Cela ne signifie pas qu’elle soit au-dessus de toute critique. Les abus, les compromissions, les erreurs, parfois graves, n’ont pas manqué. Mais c’est précisément dans sa capacité à se réformer, à reconnaître ses fautes, à intégrer les voix prophétiques de ses saints et de ses théologiens, que la papauté se montre fidèle à Pierre — ce roc fissuré mais inébranlable, capable de pleurer amèrement, puis de confesser avec foi. La dialectique de la chute et de la conversion, de l’institution et de l’inspiration, traverse toute son histoire.

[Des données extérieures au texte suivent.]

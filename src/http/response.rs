use crate::error::Error;
use bytes::Bytes;
use hyper::{HeaderMap, StatusCode};
use serde::Serialize;

/// HTTP response representation
#[derive(Debug)]
pub struct Response {
	pub status: StatusCode,
	pub headers: HeaderMap,
	pub body: Bytes,
	/// When true, no further middleware or handlers run for this request
	stop_chain: bool,
}

impl Response {
	/// Create a new response with the given status code
	///
	/// # Examples
	///
	/// ```
	/// use planboard::http::Response;
	/// use hyper::StatusCode;
	///
	/// let response = Response::new(StatusCode::OK);
	/// assert_eq!(response.status, StatusCode::OK);
	/// assert!(response.body.is_empty());
	/// ```
	pub fn new(status: StatusCode) -> Self {
		Self {
			status,
			headers: HeaderMap::new(),
			body: Bytes::new(),
			stop_chain: false,
		}
	}

	/// HTTP 200 OK
	pub fn ok() -> Self {
		Self::new(StatusCode::OK)
	}

	/// HTTP 201 Created
	pub fn created() -> Self {
		Self::new(StatusCode::CREATED)
	}

	/// HTTP 204 No Content
	pub fn no_content() -> Self {
		Self::new(StatusCode::NO_CONTENT)
	}

	/// HTTP 400 Bad Request
	pub fn bad_request() -> Self {
		Self::new(StatusCode::BAD_REQUEST)
	}

	/// HTTP 401 Unauthorized
	pub fn unauthorized() -> Self {
		Self::new(StatusCode::UNAUTHORIZED)
	}

	/// HTTP 404 Not Found
	pub fn not_found() -> Self {
		Self::new(StatusCode::NOT_FOUND)
	}

	/// HTTP 405 Method Not Allowed
	pub fn method_not_allowed() -> Self {
		Self::new(StatusCode::METHOD_NOT_ALLOWED)
	}

	/// HTTP 409 Conflict
	pub fn conflict() -> Self {
		Self::new(StatusCode::CONFLICT)
	}

	/// HTTP 500 Internal Server Error
	pub fn internal_server_error() -> Self {
		Self::new(StatusCode::INTERNAL_SERVER_ERROR)
	}

	/// Set the response body
	pub fn with_body(mut self, body: impl Into<Bytes>) -> Self {
		self.body = body.into();
		self
	}

	/// Add a header, ignoring invalid names or values
	pub fn with_header(mut self, name: &str, value: &str) -> Self {
		if let Ok(header_name) = hyper::header::HeaderName::from_bytes(name.as_bytes())
			&& let Ok(header_value) = hyper::header::HeaderValue::from_str(value)
		{
			self.headers.insert(header_name, header_value);
		}
		self
	}

	/// Serialize `data` as the JSON body and set the Content-Type header
	///
	/// # Examples
	///
	/// ```
	/// use planboard::http::Response;
	/// use serde_json::json;
	///
	/// let body = json!({"detail": "WorkPackage deleted successfully!"});
	/// let response = Response::ok().with_json(&body).unwrap();
	///
	/// assert_eq!(
	///     response.headers.get("content-type").unwrap().to_str().unwrap(),
	///     "application/json"
	/// );
	/// ```
	pub fn with_json<T: Serialize>(mut self, data: &T) -> crate::error::Result<Self> {
		let json = serde_json::to_vec(data).map_err(|e| Error::Serialization(e.to_string()))?;
		self.body = Bytes::from(json);
		self.headers.insert(
			hyper::header::CONTENT_TYPE,
			hyper::header::HeaderValue::from_static("application/json"),
		);
		Ok(self)
	}

	/// Whether the middleware chain should stop after this response
	pub fn should_stop_chain(&self) -> bool {
		self.stop_chain
	}

	/// Mark this response as terminating the middleware chain.
	///
	/// Used for early returns such as CORS preflight answers and
	/// authentication failures.
	pub fn with_stop_chain(mut self, stop: bool) -> Self {
		self.stop_chain = stop;
		self
	}
}

/// Map an error kind to its wire shape: the kind's status code with a
/// `{"error": <reason>}` JSON body.
///
/// # Examples
///
/// ```
/// use planboard::error::Error;
/// use planboard::http::Response;
/// use hyper::StatusCode;
///
/// let response = Response::from(Error::NotFound("Task not found.".to_string()));
/// assert_eq!(response.status, StatusCode::NOT_FOUND);
///
/// let body: serde_json::Value = serde_json::from_slice(&response.body).unwrap();
/// assert_eq!(body["error"], "Task not found.");
/// ```
impl From<Error> for Response {
	fn from(error: Error) -> Self {
		let status =
			StatusCode::from_u16(error.status_code()).unwrap_or(StatusCode::INTERNAL_SERVER_ERROR);
		let body = serde_json::json!({
			"error": error.to_string(),
		});

		Response::new(status)
			.with_json(&body)
			.unwrap_or_else(|_| Response::internal_server_error())
	}
}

En définitive juger la papauté à l’aune des critères contemporains de gouvernance ou de spiritualité individualisée serait lui faire violence. Elle est une réponse historique, sacramentelle et charismatique à un appel divin. Elle témoigne d’une « pêche surnaturelle » qui continue, envers et contre tout, à tirer hors des eaux de la confusion des multitudes assoiffées de vérité. Elle est, dans le tissu de l’histoire du salut, l’un des fils conducteurs de la fidélité de Dieu envers son peuple. Ainsi relue dans une perspective doctorale, la papauté ne se réduit ni à une institution humaine parmi d’autres, ni à une anomalie théologique. Elle est l’actualisation différée d’un geste initial — celui de l’appel adressé à un homme pécheur pour devenir le socle visible de l’invisible Église. Et dans cette fidélité paradoxale de Dieu à ses instruments fragiles, se manifeste peut-être l’un des mystères les plus profonds de l’économie du salut.